When he arrived, he learned there had been an outbreak of spinal meningitis and three guys died. So for the entire AIT, Foltz experienced no physical training, and everyone had to maintain space, even at the movies.

“Fortunately, no one got spinal meningitis, but we were unable to have a meaningful experience,” he said. “But in the Army way, at the end, they gave us a PT test.”

His training focused on the 81 mm mortar. The soldiers there had an idea they were going to Vietnam, but by the end, the drill sergeants told them they were going.

Foltz flew to Travis AFB, where he spent a few days with his parents, then he left for Vietnam on Feb. 16, 1967, aboard a C-141 Starlifter.

He handed the Air Force his duffel, and the plane flew to Wake Island, then to Clark AFB in the Philippines, then to Tan Son Nhut Air Base in Saigon.

He got off the bird. It was the middle of the night and Foltz said it was pitch dark. The heat, he said, stuck to you like a wet rag.

“And the smell was so bad it just about knocked you over,” he said. “I think it was just about three weeks before I had my appetite. The smell was horrendous.”

Buses took him to the 90th Replacement Battalion. There was a large field with flood lights. Soldiers searched for their duffels. Foltz didn’t find his. He was sent back to the plane. Gone.

All he had were the clothes on his back: khaki pants and shirt and a maroon undershirt. He wore them for a week and stood out among the green fatigues the Army wore in Vietnam.

Three days later, he was assigned to The Big Red One. He was among replacements sent to Di An Base Camp, where the 1st Infantry Division’s headquarters were. The next day, he and a Japanese-American were assigned latrine detail. Drag the barrel out. Dig a hole. Burn it. That got old, and no one was around, so they beat feet to the Enlisted Men’s Club and closed the place down.

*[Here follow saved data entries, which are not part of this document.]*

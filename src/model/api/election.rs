use chrono::{DateTime, Utc};
use serde::{Deserialize, Serialize};

use crate::error::{Error, Result};
use crate::model::{
    common::{ConstituencyId, ElectionId, ElectionState},
    db::election::Election,
};

use super::{
    citizen::require_non_empty,
    constituency::{validate_candidates, CandidateSpec, ConstituencyDescription, ConstituencySpec},
};

/// An election to create, along with its new constituencies.
#[derive(Debug, Clone, Serialize, Deserialize)]
pub struct ElectionSpec {
    pub name: String,
    /// Minutes after starting at which the election closes by itself.
    pub time_limit: Option<u32>,
    pub constituencies: Vec<ConstituencySpec>,
}

impl ElectionSpec {
    pub fn validate(&self) -> Result<()> {
        require_non_empty("name", &self.name)?;
        if self.constituencies.is_empty() {
            return Err(Error::bad_request("An election needs at least one constituency"));
        }
        self.constituencies
            .iter()
            .try_for_each(ConstituencySpec::validate)
    }
}

/// New candidates for one of an election's constituencies.
#[derive(Debug, Clone, Serialize, Deserialize)]
pub struct ConstituencyCandidates {
    pub id: ConstituencyId,
    pub candidates: Vec<CandidateSpec>,
}

/// Changes to an election that has not started yet.
#[derive(Debug, Clone, Serialize, Deserialize)]
pub struct ElectionUpdate {
    pub name: String,
    pub time_limit: Option<u32>,
    pub constituencies: Vec<ConstituencyCandidates>,
}

impl ElectionUpdate {
    pub fn validate(&self) -> Result<()> {
        require_non_empty("name", &self.name)?;
        if self.constituencies.is_empty() {
            return Err(Error::bad_request("An election needs at least one constituency"));
        }
        self.constituencies
            .iter()
            .try_for_each(|c| validate_candidates(&c.candidates))
    }

    pub fn constituency_ids(&self) -> Vec<ConstituencyId> {
        self.constituencies.iter().map(|c| c.id).collect()
    }
}

/// An election's top-level details.
#[derive(Debug, Clone, PartialEq, Eq, Serialize, Deserialize)]
pub struct ElectionSummary {
    pub id: ElectionId,
    pub name: String,
    pub state: ElectionState,
    pub created_at: DateTime<Utc>,
    pub time_limit: Option<u32>,
    pub started_at: Option<DateTime<Utc>>,
    pub ends_at: Option<DateTime<Utc>>,
    pub ended_at: Option<DateTime<Utc>>,
}

impl From<Election> for ElectionSummary {
    fn from(election: Election) -> Self {
        Self {
            id: election.id,
            name: election.name,
            state: election.state,
            created_at: election.created_at,
            time_limit: election.time_limit,
            started_at: election.started_at,
            ends_at: election.ends_at,
            ended_at: election.ended_at,
        }
    }
}

/// An election with its constituencies, as presented to API clients.
#[derive(Debug, Clone, PartialEq, Eq, Serialize, Deserialize)]
pub struct ElectionDescription {
    #[serde(flatten)]
    pub election: ElectionSummary,
    pub constituencies: Vec<ConstituencyDescription>,
}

Next day, in formation, the sergeants weren’t impressed and assigned them latrine detail again. Again, the duo headed to the EM Club.

Next day, Foltz and others were sent on a C-130 Hercules from Di An to Phuoc Vinh Base Camp. The crew told them they were going to a combat zone and to run as soon as the door drops. They bolted out.

But there was only a group of children selling Coca-Cola.

“The joke was on us,” Foltz said.

He was a new member of 1st Battalion, 2nd Infantry Regiment, 1st Infantry Division, often called the Black Scarf Battalion. He also was issued jungle fatigues, jungle boots and equipment.

Early on, his platoon sergeant assigned Foltz to ride shotgun in the first truck in a convoy of deuce-and-a-halves. They stopped suddenly. Troops got out with minesweepers and found a mine 40 yards ahead in the road. The convoy went back.

He was in an infantry platoon, and, this one time, a chopper crashed in a river. Troops in it had been rescued, but the pilot and co-pilot were dead. His platoon, 3rd Platoon, had to get the bodies. Foltz carried one of them up a riverbank and another 75 yards to an awaiting helicopter.

The division was involved in Operation Junction City, one of the largest operations during the Vietnam War. It took place in War Zone C, northwest of Saigon, starting Feb. 22. With infantry on one side and airborne troops on the other, its mission was to flush out the military headquarters for the Viet Cong and North Vietnamese Army operating in South Vietnam and destroy it.

“After the war, they found it didn’t exist. It actually was groups of eight to 12 people, core leaders, who would never stay in one place. We came close a couple of times to getting them, but they changed all the time,” Foltz said.

On March 31, the Battle of Ap Gu occurred, up near the Cambodian border, at LZ George. The result was 609 VC and 17 Americans dead after Lt. Col. Alexander Haig’s 1st Battalion, 26th Infantry was pinned down by enemy gunfire.

The Black Scarves were nearby that night, and Foltz and another soldier were on a listening post about 100 yards outside the perimeter of their camp. They could hear noises. Movements. The platoon sergeant came out and listened, too.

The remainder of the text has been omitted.